EXERCISE = Each line in the entries below that contains the word "iter" counts once. Report how many there are and nothing more.

─── DATA RECORDS

//! JSON bodies returned by the mocked GitHub API.
use serde_json::{json, Value};

pub fn user_json(login: &str) -> Value {
    let url = format!("https://api.github.com/users/{login}");
    json!({
        "login": login,
        "id": 1,
        "node_id": "MDQ6VXNlcjE=",
        "avatar_url": "https://avatars.githubusercontent.com/u/1?v=4",
        "gravatar_id": "",
        "url": url,
        "html_url": format!("https://github.com/{login}"),
        "followers_url": format!("{url}/followers"),
        "following_url": format!("{url}/following"),
        "gists_url": format!("{url}/gists"),
        "starred_url": format!("{url}/starred"),
        "subscriptions_url": format!("{url}/subscriptions"),
        "organizations_url": format!("{url}/orgs"),
        "repos_url": format!("{url}/repos"),
        "events_url": format!("{url}/events"),
        "received_events_url": format!("{url}/received_events"),
        "type": "User",
        "site_admin": false,
    })
}

pub fn label_json(name: &str) -> Value {
    json!({
        "id": 1,
        "node_id": "MDU6TGFiZWwx",
        "url": "https://api.github.com/repos/owner/repo/labels/label",
        "name": name,
        "description": null,
        "color": "ededed",
        "default": false,
    })
}

pub fn labels_json(names: &[&str]) -> Value {
    Value::Array(names.iter().map(|name| label_json(name)).collect())
}

/// Issue returned after its assignees were modified.
pub fn issue_json(number: u64, assignees: &[&str]) -> Value {
    let url = format!("https://api.github.com/repos/owner/repo/issues/{number}");
    json!({
        "id": 1,
        "node_id": "MDU6SXNzdWUx",
        "url": url,
        "repository_url": "https://api.github.com/repos/owner/repo",
        "labels_url": format!("{url}/labels"),
        "comments_url": format!("{url}/comments"),
        "events_url": format!("{url}/events"),
        "html_url": format!("https://github.com/owner/repo/pull/{number}"),
        "number": number,
        "state": "open",
        "title": "Test PR",
        "body": null,
        "user": user_json("author"),
        "labels": [],
        "assignees": assignees.iter().map(|login| user_json(login)).collect::<Vec<_>>(),
        "author_association": "CONTRIBUTOR",
        "locked": false,
        "comments": 0,
        "created_at": "2024-01-01T00:00:00Z",
        "updated_at": "2024-01-01T00:00:00Z",
    })
}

──────

SOLVED PROBLEM = 2